Enjoyable History Books of 2022

Enjoyable History Books of 2022 December 30, 2022

I’ve been long in the habit of sharing enjoyable reads from the last year. For the past few years I’ve done this on social media. This is the first time, in a bit, that I’ve put together an article about my reading from the past year, so it’s worthwhile to share my reading habits, interests, and goals. Since I’m a historian, my reading predominantly favors this discipline, and the list I craft each year is on history books. That’s not the extent of my reading interests, which I’ll discuss below.

Reading Habits

Since I was a child, reading has been my preferred leisure habit or hobby. I read daily. I engage in reading early in the morning, during meal breaks, and any passive moments I have. I have a surprising amount of passive time; I shuffle kiddos around from school to events; I run errands for my family; I grocery shop; I commute to and from work; and I do house projects. I count consuming audio books as “reading,” and my preferred consumption while I engage in these activities is audio books.

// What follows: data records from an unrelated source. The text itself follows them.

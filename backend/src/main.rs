use std::sync::atomic::Ordering;

use anyhow::Context;
use sqlx::sqlite::{SqliteConnectOptions, SqlitePoolOptions};
use tracing::info;
use tracing_subscriber::EnvFilter;

use news_monitor::config::Config;
use news_monitor::handlers;
use news_monitor::services::start_housekeeping_task;
use news_monitor::state::AppState;

#[tokio::main]
async fn main() -> anyhow::Result<()> {
    dotenvy::dotenv().ok();

    let config = Config::load().context("Failed to load configuration")?;
    init_tracing(&config);

    info!("Starting news-monitor");

    // store: connect, create on first start, migrate
    let connect_options: SqliteConnectOptions = config
        .database
        .url
        .parse::<SqliteConnectOptions>()
        .context("Invalid database URL")?
        .create_if_missing(true);
    let pool = SqlitePoolOptions::new()
        .max_connections(8)
        .connect_with(connect_options)
        .await
        .context("Failed to open database")?;
    sqlx::migrate!().run(&pool).await.context("Failed to run migrations")?;

    let (state, workers) = AppState::build(config.clone(), pool);

    // the in-memory vector indexes rebuild from the store
    state.paraphrase_index.load().await?;
    state.retrieval_index.load().await?;

    // long-lived workers
    tokio::spawn(workers.classifier.run(workers.classifier_rx));
    tokio::spawn(workers.llm.run(workers.fresh_rx));

    let housekeeping_shutdown = start_housekeeping_task(
        state.housekeeping.clone(),
        config.housekeeping.hour,
    );

    if config.scheduler.enabled {
        state.scheduler.start();
    } else {
        info!("Fetch scheduler disabled by configuration");
    }

    // REST surface
    let addr = format!("{}:{}", config.server.host, config.server.port);
    let listener = tokio::net::TcpListener::bind(&addr)
        .await
        .with_context(|| format!("Failed to bind {}", addr))?;
    info!("Listening on {}", addr);

    let scheduler = state.scheduler.clone();
    axum::serve(listener, handlers::router(state))
        .with_graceful_shutdown(async move {
            shutdown_signal().await;
            info!("Shutdown signal received");
            scheduler.stop();
            housekeeping_shutdown.store(true, Ordering::Relaxed);
        })
        .await
        .context("Server error")?;

    info!("news-monitor stopped");
    Ok(())
}

fn init_tracing(config: &Config) {
    let filter = EnvFilter::try_from_default_env()
        .unwrap_or_else(|_| EnvFilter::new(config.logging.level.clone()));

    match &config.logging.file {
        Some(path) => {
            let path = std::path::Path::new(path);
            let directory = path.parent().unwrap_or_else(|| std::path::Path::new("."));
            let file_name =
                path.file_name().map(|n| n.to_string_lossy().to_string()).unwrap_or_else(|| {
                    "news-monitor.log".to_string()
                });
            let appender = tracing_appender::rolling::daily(directory, file_name);
            tracing_subscriber::fmt().with_env_filter(filter).with_writer(appender).init();
        }
        None => {
            tracing_subscriber::fmt().with_env_filter(filter).init();
        }
    }
}

async fn shutdown_signal() {
    let ctrl_c = async {
        tokio::signal::ctrl_c().await.expect("failed to install Ctrl+C handler");
    };

    #[cfg(unix)]
    let terminate = async {
        tokio::signal::unix::signal(tokio::signal::unix::SignalKind::terminate())
            .expect("failed to install signal handler")
            .recv()
            .await;
    };

    #[cfg(not(unix))]
    let terminate = std::future::pending::<()>();

    tokio::select! {
        _ = ctrl_c => {},
        _ = terminate => {},
    }
}
use chrono::{DateTime, Utc};
use serde::{Deserialize, Serialize};
use sqlx::FromRow;
use sqlx::types::Json;

/// Append-only audit entry kind for an item.
#[derive(Debug, Clone, Copy, PartialEq, Eq, Serialize, Deserialize, sqlx::Type)]
#[serde(rename_all = "snake_case")]
#[sqlx(rename_all = "snake_case")]
pub enum EventKind {
    Fetched,
    FetchFailed,
    DuplicateByIdentity,
    DuplicateByContent,
    DuplicateByTitle,
    DuplicateByParaphrase,
    DedupeParaphraseSkipped,
    Classified,
    LlmAnalyzed,
    LlmFailed,
    RuleApplied,
    MarkedRead,
    Starred,
    Archived,
    Purged,
}

/// Append-only audit entry.
///
/// Most events belong to an item; fetch failures carry only a channel id.
/// Purge events keep their item id after the item row is gone. Events for
/// one item appear in the order they were written; there is no global
/// ordering across items.
#[derive(Debug, Clone, Serialize, Deserialize, FromRow)]
pub struct ItemEvent {
    pub id: i64,
    pub item_id: Option<i64>,
    pub channel_id: Option<i64>,
    pub kind: EventKind,
    pub payload: Option<Json<serde_json::Value>>,
    pub created_at: DateTime<Utc>,
}
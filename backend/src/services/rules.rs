//! Rule engine: implicit stakeholder-mention boosts plus user-authored
//! keyword / regex / semantic rules.
//!
//! Invoked after LLM analysis, or directly after classification for items
//! the classifier bucketed `low`. Boosts run first, then the enabled user
//! rules in ascending order key. The first matching forced-priority rule
//! pins the priority and leaves the score untouched; all other matches
//! accumulate deltas into the score, which is re-bucketed once at the end.

use std::sync::Arc;

use regex::RegexBuilder;
use sqlx::SqlitePool;
use tracing::{debug, warn};

use crate::models::{CreateRuleRequest, EventKind, Item, Priority, Rule, RuleKind, UpdateRuleRequest};
use crate::utils::text::{extract_mentions, truncate_chars};
use crate::utils::{AppError, AppResult};

use super::item_service::ItemService;
use super::llm_client::ProviderChain;
use super::stakeholder::StakeholderDirectory;

// Implicit boost values from the stakeholder directory
const BOOST_DIRECT_MENTION: i64 = 25;
const BOOST_MEMBER_MENTION: i64 = 15;
const BOOST_QUESTION: i64 = 10;
const BOOST_CRITICISM: i64 = 10;

/// Markers for the criticism boost; matched case-folded.
const CRITICISM_MARKERS: &[&str] =
    &["kritisiert", "kritik", "versagen", "skandal", "vorwurf", "wirft vor"];

/// Content cutoff for semantic rule prompts.
const SEMANTIC_CONTENT_CHARS: usize = 3000;

// ============================================================================
// Rule CRUD
// ============================================================================

#[derive(Clone)]
pub struct RuleService {
    pool: SqlitePool,
}

impl RuleService {
    pub fn new(pool: SqlitePool) -> Self {
        Self { pool }
    }

    pub async fn list(&self) -> AppResult<Vec<Rule>> {
        Ok(sqlx::query_as("SELECT * FROM rules ORDER BY sort_order, id")
            .fetch_all(&self.pool)
            .await?)
    }

    pub async fn list_enabled(&self) -> AppResult<Vec<Rule>> {
        Ok(sqlx::query_as("SELECT * FROM rules WHERE enabled = TRUE ORDER BY sort_order, id")
            .fetch_all(&self.pool)
            .await?)
    }

    pub async fn get(&self, rule_id: i64) -> AppResult<Rule> {
        sqlx::query_as("SELECT * FROM rules WHERE id = ?")
            .bind(rule_id)
            .fetch_optional(&self.pool)
            .await?
            .ok_or_else(|| AppError::not_found(format!("Rule {} not found", rule_id)))
    }

    pub async fn create(&self, req: CreateRuleRequest) -> AppResult<Rule> {
        if req.name.trim().is_empty() {
            return Err(AppError::invalid_input("Rule name cannot be empty"));
        }
        if !(-50..=50).contains(&req.priority_delta) {
            return Err(AppError::invalid_input("priority_delta must be within -50..=50"));
        }
        if req.kind == RuleKind::Regex
            && RegexBuilder::new(&req.pattern).build().is_err()
        {
            return Err(AppError::invalid_input(format!("Invalid regex '{}'", req.pattern)));
        }

        let result = sqlx::query(
            r#"
            INSERT INTO rules (name, kind, pattern, priority_delta, forced_priority, enabled, sort_order)
            VALUES (?, ?, ?, ?, ?, ?, ?)
            "#,
        )
        .bind(&req.name)
        .bind(req.kind)
        .bind(&req.pattern)
        .bind(req.priority_delta)
        .bind(req.forced_priority)
        .bind(req.enabled)
        .bind(req.sort_order)
        .execute(&self.pool)
        .await?;

        self.get(result.last_insert_rowid()).await
    }

    pub async fn update(&self, rule_id: i64, req: UpdateRuleRequest) -> AppResult<Rule> {
        let rule = self.get(rule_id).await?;

        let name = req.name.unwrap_or(rule.name);
        let pattern = req.pattern.unwrap_or(rule.pattern);
        let priority_delta = req.priority_delta.unwrap_or(rule.priority_delta);
        let forced_priority = req.forced_priority.unwrap_or(rule.forced_priority);
        let enabled = req.enabled.unwrap_or(rule.enabled);
        let sort_order = req.sort_order.unwrap_or(rule.sort_order);

        if !(-50..=50).contains(&priority_delta) {
            return Err(AppError::invalid_input("priority_delta must be within -50..=50"));
        }

        sqlx::query(
            r#"
            UPDATE rules
            SET name = ?, pattern = ?, priority_delta = ?, forced_priority = ?, enabled = ?, sort_order = ?
            WHERE id = ?
            "#,
        )
        .bind(&name)
        .bind(&pattern)
        .bind(priority_delta)
        .bind(forced_priority)
        .bind(enabled)
        .bind(sort_order)
        .bind(rule_id)
        .execute(&self.pool)
        .await?;

        self.get(rule_id).await
    }

    pub async fn delete(&self, rule_id: i64) -> AppResult<()> {
        let affected = sqlx::query("DELETE FROM rules WHERE id = ?")
            .bind(rule_id)
            .execute(&self.pool)
            .await?
            .rows_affected();
        if affected == 0 {
            return Err(AppError::not_found(format!("Rule {} not found", rule_id)));
        }
        Ok(())
    }
}

// ============================================================================
// Rule engine
// ============================================================================

pub struct RuleEngine {
    items: ItemService,
    rules: RuleService,
    stakeholders: StakeholderDirectory,
    llm: Arc<ProviderChain>,
}

impl RuleEngine {
    pub fn new(
        items: ItemService,
        rules: RuleService,
        stakeholders: StakeholderDirectory,
        llm: Arc<ProviderChain>,
    ) -> Self {
        Self { items, rules, stakeholders, llm }
    }

    /// Evaluate all rules against one item and write the outcome.
    ///
    /// `mark_processed_on_match` covers the post-classification path for
    /// `low` items: a firing rule takes the item out of the LLM pipeline
    /// for good.
    pub async fn apply(&self, item_id: i64, mark_processed_on_match: bool) -> AppResult<()> {
        let item = self.items.get(item_id).await?;
        let corpus = format!("{} {}", item.title, item.content);
        let corpus_folded = corpus.to_lowercase();

        let mut delta_sum: i64 = 0;
        let mut forced: Option<Priority> = None;
        let mut rule_tags: Vec<String> = Vec::new();
        let mut matched_any = false;

        // implicit mention boosts run before user rules
        for boost in self.mention_boosts(&item, &corpus, &corpus_folded).await? {
            delta_sum += boost.delta;
            matched_any = true;
            self.items
                .record_event(
                    Some(item.id),
                    Some(item.channel_id),
                    EventKind::RuleApplied,
                    Some(serde_json::json!({ "implicit": boost.label, "delta": boost.delta })),
                )
                .await?;
        }

        for rule in self.rules.list_enabled().await? {
            if !self.rule_matches(&rule, &corpus, &corpus_folded, &item).await {
                continue;
            }
            matched_any = true;
            rule_tags.push(format!("rule:{}", rule.name));

            match rule.forced_priority {
                // first matching forced rule wins; its delta is ignored
                Some(priority) if forced.is_none() => forced = Some(priority),
                Some(_) => {}
                None => delta_sum += rule.priority_delta,
            }

            self.items
                .record_event(
                    Some(item.id),
                    Some(item.channel_id),
                    EventKind::RuleApplied,
                    Some(serde_json::json!({
                        "rule_id": rule.id,
                        "rule_name": rule.name,
                        "forced_priority": rule.forced_priority.map(|p| p.as_str()),
                        "delta": rule.priority_delta,
                    })),
                )
                .await?;
        }

        if !matched_any {
            return Ok(());
        }

        let score = (item.priority_score + delta_sum).clamp(0, 100);
        let priority = forced.unwrap_or_else(|| Priority::from_score(score));
        // a forced priority pins the bucket without touching the score
        let score = if forced.is_some() { item.priority_score } else { score };

        self.items
            .apply_rule_adjustment(
                item.id,
                priority,
                score,
                rule_tags,
                mark_processed_on_match,
            )
            .await?;

        debug!(
            "Rules adjusted item {} to priority {} (score {})",
            item.id,
            priority.as_str(),
            score
        );
        Ok(())
    }

    async fn rule_matches(
        &self,
        rule: &Rule,
        corpus: &str,
        corpus_folded: &str,
        item: &Item,
    ) -> bool {
        match rule.kind {
            RuleKind::Keyword => rule
                .pattern
                .split(',')
                .map(|token| token.trim().to_lowercase())
                .filter(|token| !token.is_empty())
                .any(|token| corpus_folded.contains(&token)),
            RuleKind::Regex => {
                match RegexBuilder::new(&rule.pattern)
                    .case_insensitive(true)
                    .multi_line(true)
                    .build()
                {
                    Ok(regex) => regex.is_match(corpus),
                    Err(e) => {
                        warn!("Rule '{}' has an invalid regex: {}", rule.name, e);
                        false
                    }
                }
            }
            RuleKind::Semantic => self.semantic_matches(rule, item).await,
        }
    }

    /// Ask the LLM the rule's yes/no question about the raw title+content.
    async fn semantic_matches(&self, rule: &Rule, item: &Item) -> bool {
        let user = format!(
            "{}\n\nText:\n{} {}",
            rule.pattern,
            item.title,
            truncate_chars(&item.content, SEMANTIC_CONTENT_CHARS),
        );
        match self
            .llm
            .complete(
                "Du bist ein Klassifikationsassistent. Beantworte die Frage ausschließlich mit Ja oder Nein.",
                &user,
                0.0,
                8,
            )
            .await
        {
            Ok((_, answer)) => {
                let first_line = answer.lines().next().unwrap_or("").to_lowercase();
                first_line.contains("ja") || first_line.contains("yes")
            }
            Err(e) => {
                warn!("Semantic rule '{}' skipped, provider unavailable: {}", rule.name, e);
                false
            }
        }
    }

    /// Stakeholder-directory boosts; each fires at most once per item.
    async fn mention_boosts(
        &self,
        item: &Item,
        corpus: &str,
        corpus_folded: &str,
    ) -> AppResult<Vec<Boost>> {
        // connector-provided mentions take precedence, the text scan
        // fills the gap
        let mut handles: Vec<String> = item
            .metadata
            .0
            .get("mentions")
            .and_then(|v| v.as_array())
            .map(|list| {
                list.iter().filter_map(|v| v.as_str()).map(|s| s.to_lowercase()).collect()
            })
            .unwrap_or_default();
        for handle in extract_mentions(corpus) {
            if !handles.contains(&handle) {
                handles.push(handle);
            }
        }
        if handles.is_empty() {
            return Ok(Vec::new());
        }

        let resolved = self.stakeholders.resolve_mentions(&handles).await?;
        if resolved.is_empty() {
            return Ok(Vec::new());
        }

        let mut boosts = Vec::new();
        if resolved.iter().any(|s| s.is_own_organization()) {
            boosts.push(Boost { label: "direct_mention", delta: BOOST_DIRECT_MENTION });
        }
        if resolved.iter().any(|s| s.is_member_organization()) {
            boosts.push(Boost { label: "member_mention", delta: BOOST_MEMBER_MENTION });
        }
        if corpus.contains('?') {
            boosts.push(Boost { label: "stakeholder_question", delta: BOOST_QUESTION });
        }
        if CRITICISM_MARKERS.iter().any(|marker| corpus_folded.contains(marker)) {
            boosts.push(Boost { label: "stakeholder_criticism", delta: BOOST_CRITICISM });
        }

        Ok(boosts)
    }
}

struct Boost {
    label: &'static str,
    delta: i64,
}
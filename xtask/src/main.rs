// News Monitor - Build Task Runner
// Unified build system using cargo xtask pattern

use anyhow::{Context, Result};
use xshell::{cmd, Shell};

fn main() -> Result<()> {
    let sh = Shell::new()?;
    let args: Vec<_> = std::env::args().skip(1).collect();

    match args.get(0).map(|s| s.as_str()) {
        Some("build") => {
            let release = args.contains(&"--release".to_string());
            build(&sh, release)
        }
        Some("test") => test(&sh),
        Some("format") => {
            let check = args.contains(&"--check".to_string());
            format(&sh, check)
        }
        Some("clippy") => clippy(&sh),
        Some("run") => run(&sh, &args[1..]),
        Some("clean") => clean(&sh),
        Some("ci") => ci(&sh),
        Some("dist") => dist(&sh),
        Some("install") => {
            if args.len() < 2 {
                eprintln!("Error: install requires a destination path");
                eprintln!("Usage: cargo xtask install <destination>");
                std::process::exit(1);
            }
            install(&sh, &args[1])
        }
        _ => {
            print_help();
            Ok(())
        }
    }
}

fn print_help() {
    println!("News Monitor - Build Commands:");
    println!();
    println!("Usage: cargo xtask <COMMAND> [OPTIONS]");
    println!();
    println!("Commands:");
    println!("  build [--release]   Build the backend");
    println!("  test                Run all tests");
    println!("  format [--check]    Format code (check mode doesn't modify)");
    println!("  clippy              Run clippy checks");
    println!("  run [ARGS...]       Build and run the service");
    println!("  clean               Clean build artifacts");
    println!("  ci                  Run all CI checks (format + clippy + build + test)");
    println!("  dist                Create distribution package (tar.gz)");
    println!("  install <path>      Build and install to specified path");
    println!();
    println!("Examples:");
    println!("  cargo xtask build");
    println!("  cargo xtask build --release");
    println!("  cargo xtask test");
    println!("  cargo xtask format --check");
}

/// Build the backend
fn build(sh: &Shell, release: bool) -> Result<()> {
    println!("🔨 Building News Monitor...");
    println!();

    if release {
        println!("🔍 [1/2] Running clippy checks...");
        clippy(sh)?;
        println!("✅ Clippy checks passed");
        println!();
    }

    println!(
        "🦀 [{}/2] Building backend{}...",
        if release { 2 } else { 1 },
        if release { " (release)" } else { "" }
    );
    build_backend(sh, release)?;
    println!("✅ Backend build complete");
    println!();

    println!("🎉 Build complete!");

    if release {
        println!();
        println!("📦 Distribution package location:");
        println!("   build/dist/");
    }

    Ok(())
}

/// Build backend using cargo
fn build_backend(sh: &Shell, release: bool) -> Result<()> {
    let _dir = sh.push_dir(project_root().join("backend"));

    if release {
        cmd!(sh, "cargo build --release")
            .run()
            .context("Failed to build backend in release mode")?;

        // Create distribution structure
        create_distribution(sh)?;
    } else {
        cmd!(sh, "cargo build")
            .run()
            .context("Failed to build backend")?;
    }

    Ok(())
}

/// Create distribution package structure
fn create_distribution(sh: &Shell) -> Result<()> {
    let project = project_root();
    let dist_dir = project.join("build/dist");

    // Create directories
    cmd!(sh, "mkdir -p {dist_dir}/bin").run()?;
    cmd!(sh, "mkdir -p {dist_dir}/conf").run()?;
    cmd!(sh, "mkdir -p {dist_dir}/data").run()?;
    cmd!(sh, "mkdir -p {dist_dir}/logs").run()?;
    cmd!(sh, "mkdir -p {dist_dir}/migrations").run()?;

    // Copy binary
    let binary_src = project.join("backend/target/release/news-monitor");
    let binary_dst = dist_dir.join("bin/news-monitor");
    cmd!(sh, "cp {binary_src} {binary_dst}").run()?;

    // Copy migrations
    let migrations_src = project.join("backend/migrations");
    let migrations_dst = dist_dir.join("migrations");
    if migrations_src.exists() {
        cmd!(sh, "cp -r {migrations_src}/* {migrations_dst}/").run()?;
    }

    // Create config file
    create_config_file(sh, &dist_dir)?;

    Ok(())
}

/// Create default config file
fn create_config_file(_sh: &Shell, dist_dir: &std::path::Path) -> Result<()> {
    let config_path = dist_dir.join("conf/config.toml");
    let config_content = r#"[server]
host = "0.0.0.0"
port = 8080

[database]
url = "sqlite://data/news-monitor.db"

[logging]
level = "info,news_monitor=debug"
file = "logs/news-monitor.log"

[scheduler]
tick_secs = "60s"
enabled = true

[classifier]
model_path = "conf/classifier-weights.json"

[llm]
primary_base_url = "http://localhost:11434/v1"
primary_model = "qwen2.5:14b"
temperature = 0.1
max_tokens = 1200

[embedding]
base_url = "http://localhost:8090"

[housekeeping]
enabled = true
exclude_starred = true
retention_days_high = "365d"
retention_days_medium = "180d"
retention_days_low = "90d"
retention_days_none = "30d"
"#;

    std::fs::write(config_path, config_content).context("Failed to create config file")?;

    Ok(())
}

/// Run all tests
fn test(sh: &Shell) -> Result<()> {
    println!("🧪 Running tests...");
    println!();

    let _dir = sh.push_dir(project_root().join("backend"));

    cmd!(sh, "cargo test --workspace")
        .run()
        .context("Tests failed")?;

    println!();
    println!("✅ All tests passed!");

    Ok(())
}

/// Format code
fn format(sh: &Shell, check: bool) -> Result<()> {
    println!("🎨 Formatting code...");
    println!();

    println!("📝 Formatting Rust code...");
    let _dir = sh.push_dir(project_root().join("backend"));

    if check {
        cmd!(sh, "cargo fmt --all -- --check")
            .run()
            .context("Rust code is not formatted")?;
        println!("✅ Rust code is properly formatted");
    } else {
        cmd!(sh, "cargo fmt --all")
            .run()
            .context("Failed to format Rust code")?;
        println!("✅ Rust code formatted");
    }

    Ok(())
}

/// Run clippy checks
fn clippy(sh: &Shell) -> Result<()> {
    let _dir = sh.push_dir(project_root().join("backend"));

    cmd!(sh, "cargo clippy --release --all-targets -- --deny warnings --allow clippy::uninlined-format-args")
        .run()
        .context("Clippy checks failed")?;

    Ok(())
}

/// Build and run the service
fn run(sh: &Shell, args: &[String]) -> Result<()> {
    println!("🚀 Building and running News Monitor...");
    println!();

    build(sh, false)?;

    println!();
    println!("▶️  Starting service...");
    println!();

    let _dir = sh.push_dir(project_root().join("backend"));

    let mut cmd = cmd!(sh, "cargo run --");
    for arg in args {
        cmd = cmd.arg(arg);
    }

    cmd.run().context("Failed to run service")?;

    Ok(())
}

/// Clean build artifacts
fn clean(sh: &Shell) -> Result<()> {
    println!("🧹 Cleaning build artifacts...");
    println!();

    let project = project_root();

    println!("🗑️  Cleaning backend...");
    let _dir = sh.push_dir(project.join("backend"));
    cmd!(sh, "cargo clean").run()?;

    println!("🗑️  Cleaning build directory...");
    let build_dir = project.join("build");
    if build_dir.exists() {
        cmd!(sh, "rm -rf {build_dir}").run()?;
    }

    println!();
    println!("✅ Clean complete!");

    Ok(())
}

/// Run all CI checks (format + clippy + build + test)
fn ci(sh: &Shell) -> Result<()> {
    println!("🔄 Running CI pipeline...");
    println!();

    println!("📝 [1/4] Checking code format...");
    format(sh, true)?;
    println!("✅ Format check passed");
    println!();

    println!("🔍 [2/4] Running clippy checks...");
    clippy(sh)?;
    println!("✅ Clippy checks passed");
    println!();

    println!("🔨 [3/4] Building project...");
    build(sh, true)?;
    println!("✅ Build successful");
    println!();

    println!("🧪 [4/4] Running tests...");
    test(sh)?;
    println!("✅ All tests passed");
    println!();

    println!("🎉 CI pipeline completed successfully!");

    Ok(())
}

/// Create distribution package (tar.gz)
fn dist(sh: &Shell) -> Result<()> {
    println!("📦 Creating distribution package...");
    println!();

    println!("🔨 Building release version...");
    build(sh, true)?;
    println!();

    let project = project_root();
    let dist_dir = project.join("build/dist");

    // Generate timestamp-based package name
    let timestamp = chrono::Local::now().format("%Y%m%d_%H%M%S");
    let package_name = format!("news-monitor-{}.tar.gz", timestamp);
    let package_path = dist_dir.join(&package_name);

    println!("📋 Creating tarball: {}...", package_name);

    let _dir = sh.push_dir(&dist_dir);
    cmd!(sh, "tar czf {package_name} bin conf data logs migrations")
        .run()
        .context("Failed to create tarball")?;

    println!();
    println!("✅ Distribution package created!");
    println!("   Location: {}", package_path.display());
    println!(
        "   Size: {} MB",
        std::fs::metadata(&package_path)?.len() / 1024 / 1024
    );
    println!();
    println!("📝 To extract:");
    println!("   tar xzf {}", package_name);

    Ok(())
}

/// Install built binary to specified path
fn install(sh: &Shell, destination: &str) -> Result<()> {
    println!("📦 Installing News Monitor to {}...", destination);
    println!();

    println!("🔨 Building release version...");
    build(sh, true)?;
    println!();

    let project = project_root();
    let binary_src = project.join("backend/target/release/news-monitor");
    let dest_path = std::path::Path::new(destination);

    if let Some(parent) = dest_path.parent() {
        std::fs::create_dir_all(parent).context("Failed to create destination directory")?;
    }

    println!("📋 Copying binary to {}...", destination);
    std::fs::copy(&binary_src, dest_path).context("Failed to copy binary")?;

    // Make executable (Unix only)
    #[cfg(unix)]
    {
        use std::os::unix::fs::PermissionsExt;
        let mut perms = std::fs::metadata(dest_path)?.permissions();
        perms.set_mode(0o755);
        std::fs::set_permissions(dest_path, perms)?;
    }

    println!();
    println!("✅ Installation complete!");
    println!("   Binary: {}", destination);

    Ok(())
}

/// Get project root directory
fn project_root() -> std::path::PathBuf {
    std::path::Path::new(&env!("CARGO_MANIFEST_DIR"))
        .ancestors()
        .nth(1)
        .unwrap()
        .to_path_buf()
}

You’d be surprised how much audio reading you’re able to do while doing house projects. This past year I repainted our master-bedroom, family room, kitchen, and my son’s room. During that time, I listened to Bernard Bailyn’s Barbarous Years and much of Gordon Wood’s Empire of Liberty.

That said, I also have regular rhythms of the week where I set aside a large chunk of my day to read or re-read a good old fashioned print book or Kindle e-book on my phone. Books I read in print are commonly crucial texts in my field of research and teaching, ones that are necessary for future research, or are current re-assessments of the state of the field in areas of my interest. Re-visiting the history of evangelicalism, empire, and race has been of interest to me this past year. Examples of this kind of reading include Carla Pestana’s Protestant Empire, Thomas Kidd’s Protestant Interest, and Albert Raboteau’s Slave Religion.

I mentioned re-reading above and this is an important notion. Immersive and deep reading requires re-reading. Sometimes I re-read an audio book in the print medium, or, vice versa, I’ll listen to a book I’ve read in print to reinforce my memory with the audio medium. In fact, there are books that I have listened to, read on Kindle, and then re-read in print. I’ve done this with books that I’ve selected as critical for my learning and research. Examples of books I’ve done this with include Henry Louis Gate’s Black Church and Alan Taylor’s American Colonies.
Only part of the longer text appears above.